Certified flop
Coinbase's NFT marketplace has been a flop so far
And no one can agree whether or not the NFT market is up or down overall.
Cryptocurrency exchange Coinbase opened up the first beta of its NFT marketplace on April 20. In the weeks since then, the platform has recorded fewer than 110 transactions with a grand total of less than $60,000 in sales — a tremendously slow start, even for a beta test.
That beta test is open to anyone who wants to try it out, though Coinbase was still manually letting people into the marketplace from a waiting list until May 4. Bloomberg points out that OpenSea, the world’s most popular NFT marketplace, completed about $124 million in transactions on May 3 alone.
Coinbase hasn’t actually shared any of this data publicly; Bloomberg pulled it from a company called Dune Analytics that tracks NFT sales and other crypto activities. Here’s what Coinbase has said: 2.8 million people joined the waitlist for its NFT marketplace.
Some have suggested that the NFT market is collapsing right now, based on data collected by NonFungible, another blockchain analytics site. Still others — like Dune, actually — say NFT trading volume has actually remained quite steady.
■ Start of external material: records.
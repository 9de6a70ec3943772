//! HTTP surface: route table, per-route role gates and the shared layers.

use axum::{
    middleware,
    routing::{delete, get, patch, post, MethodRouter},
    Router,
};
use std::sync::Arc;
use std::time::Duration;
use tower::ServiceBuilder;
use tower_governor::{
    governor::GovernorConfigBuilder, key_extractor::SmartIpKeyExtractor, GovernorLayer,
};
use tower_http::{
    cors::CorsLayer, limit::RequestBodyLimitLayer, timeout::TimeoutLayer, trace::TraceLayer,
};

use crate::access::{
    authorize, Gate, ADMIN, ANALYST, ANALYST_OR_CUSTOMER, ANY_ROLE, CUSTOMER,
};
use crate::handlers::{self, AppState};
use crate::models::RoleKind;

/// Request size limit: 1MB max payload.
const MAX_BODY_BYTES: usize = 1024 * 1024;

/// Restricts a method router to callers holding one of `allowed`.
fn gated(
    route: MethodRouter<Arc<AppState>>,
    state: &AppState,
    allowed: &'static [RoleKind],
) -> MethodRouter<Arc<AppState>> {
    route.route_layer(middleware::from_fn_with_state(
        Gate::new(state.keys.clone(), allowed),
        authorize,
    ))
}

/// Builds the complete application router.
pub fn router(state: Arc<AppState>) -> anyhow::Result<Router> {
    // Login and refresh are the brute-force targets: 20 burst, one token back every 2s per IP
    let governor_conf = Arc::new(
        GovernorConfigBuilder::default()
            .per_second(2)
            .burst_size(20)
            .key_extractor(SmartIpKeyExtractor)
            .finish()
            .ok_or_else(|| anyhow::anyhow!("invalid rate limiter configuration"))?,
    );

    let auth_routes = Router::new()
        .route("/auth/login", post(handlers::login))
        .route("/auth/refresh-tokens", post(handlers::refresh_tokens))
        .layer(GovernorLayer {
            config: governor_conf,
        })
        .route(
            "/auth/logout",
            gated(delete(handlers::logout), &state, ANY_ROLE),
        );

    let account_routes = Router::new()
        .route(
            "/authorized-user",
            gated(get(handlers::authorized_user), &state, ANY_ROLE),
        )
        .route("/customers/create", post(handlers::create_customer))
        .route(
            "/analysts/create",
            gated(post(handlers::create_analyst), &state, ADMIN),
        )
        .route(
            "/admins/create",
            gated(post(handlers::create_admin), &state, ADMIN),
        );

    let company_routes = Router::new()
        .route("/companies", get(handlers::list_companies))
        .route(
            "/companies/create",
            gated(post(handlers::create_company), &state, ADMIN),
        )
        .route("/companies/:id", get(handlers::get_company));

    // Row ownership on these is enforced by the lifecycle, not the gate
    let request_routes = Router::new()
        .route(
            "/requests/create",
            gated(post(handlers::create_request), &state, CUSTOMER),
        )
        .route(
            "/requests",
            gated(get(handlers::list_requests), &state, ANALYST_OR_CUSTOMER),
        )
        .route(
            "/requests/:id",
            gated(
                get(handlers::get_request)
                    .patch(handlers::update_request)
                    .delete(handlers::delete_request),
                &state,
                ANALYST_OR_CUSTOMER,
            ),
        );

    let analysis_routes = Router::new()
        .route("/analyzes", get(handlers::list_analyses))
        .route(
            "/analyzes/:id",
            get(handlers::get_analysis).merge(gated(
                patch(handlers::update_analysis).delete(handlers::delete_analysis),
                &state,
                ANALYST,
            )),
        );

    let timeout = Duration::from_secs(state.config.request_timeout_secs);

    let api = Router::new()
        .merge(auth_routes)
        .merge(account_routes)
        .merge(company_routes)
        .merge(request_routes)
        .merge(analysis_routes)
        .layer(
            ServiceBuilder::new()
                .layer(RequestBodyLimitLayer::new(MAX_BODY_BYTES))
                .layer(TimeoutLayer::new(timeout)),
        );

    // Health check bypasses the gates and the rate limiter
    Ok(Router::new()
        .route("/health", get(handlers::health))
        .merge(api)
        .with_state(state)
        .layer(TraceLayer::new_for_http())
        .layer(CorsLayer::permissive()))
}
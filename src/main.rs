use std::net::SocketAddr;
use std::sync::Arc;
use tracing_subscriber::{layer::SubscriberExt, util::SubscriberInitExt};

use rust_analysis_api::api;
use rust_analysis_api::config::Config;
use rust_analysis_api::db::Database;
use rust_analysis_api::db_storage::PgStore;
use rust_analysis_api::handlers::AppState;

/// Main entry point for the application.
///
/// Initializes logging, configuration, the database (running pending
/// migrations), the application state and the HTTP routes, then starts the
/// Axum server.
#[tokio::main]
async fn main() -> anyhow::Result<()> {
    // Initialize tracing
    tracing_subscriber::registry()
        .with(
            tracing_subscriber::EnvFilter::try_from_default_env()
                .unwrap_or_else(|_| "rust_analysis_api=debug,tower_http=debug".into()),
        )
        .with(tracing_subscriber::fmt::layer())
        .init();

    // Load configuration
    let config = Config::from_env()?;
    tracing::info!("Configuration loaded successfully");

    // Initialize database connection pool
    let db = Database::new(&config.database_url).await?;
    tracing::info!("Database connection pool established");

    db.migrate().await?;
    tracing::info!("Database migrations applied");

    // Build application state
    let store = Arc::new(PgStore::new(db.pool.clone()));
    let app_state = Arc::new(AppState::new(store, config.clone()));
    let app = api::router(app_state)?;

    // Start server
    let addr = format!("0.0.0.0:{}", config.port);
    let listener = tokio::net::TcpListener::bind(&addr).await?;
    tracing::info!("Server listening on {}", addr);

    // Peer addresses feed the per-IP rate limiter when no proxy header is present
    axum::serve(
        listener,
        app.into_make_service_with_connect_info::<SocketAddr>(),
    )
    .await?;

    Ok(())
}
Are NFT sales down? — People are very much still doing NFTs. The Bored Apes are still aping it up. Zuckerberg is trying to bring NFTs to Instagram. Unsurprisingly, though, just about everyone is still trying to figure out whether or not NFTs are actually still in.
If we accept that the NFT market is down 92 percent since September, as The Wall Street Journal suggests, then Coinbase’s flop of an opening can be chalked up to bad timing. Whether or not those numbers are accurate is anyone’s guess, though, because there’s a myriad of approaches to blockchain analytics.
Dune, for example, scrapes its data directly from an Ethereum node, which the company claims helps make its numbers more accurate. Dune’s analysis puts average monthly NFT trading volumes around $3.63 billion, which would actually point to an upward trend.
Another crowded space — A more certain explanation for Coinbase’s NFT flop: there just isn’t that much need for another NFT marketplace right now. OpenSea is just so popular that it’s become nearly everyone’s go-to for NFT sales. Coinbase’s own NFT marketplace doesn’t really improve anything over OpenSea’s model — current OpenSea users wouldn’t really have a reason to switch.
Other popular crypto companies like Kraken are developing NFT marketplaces of their own; it would be surprising if these ventures did much better than Coinbase’s. GameStop is also looking to open an NFT trading site, for some reason.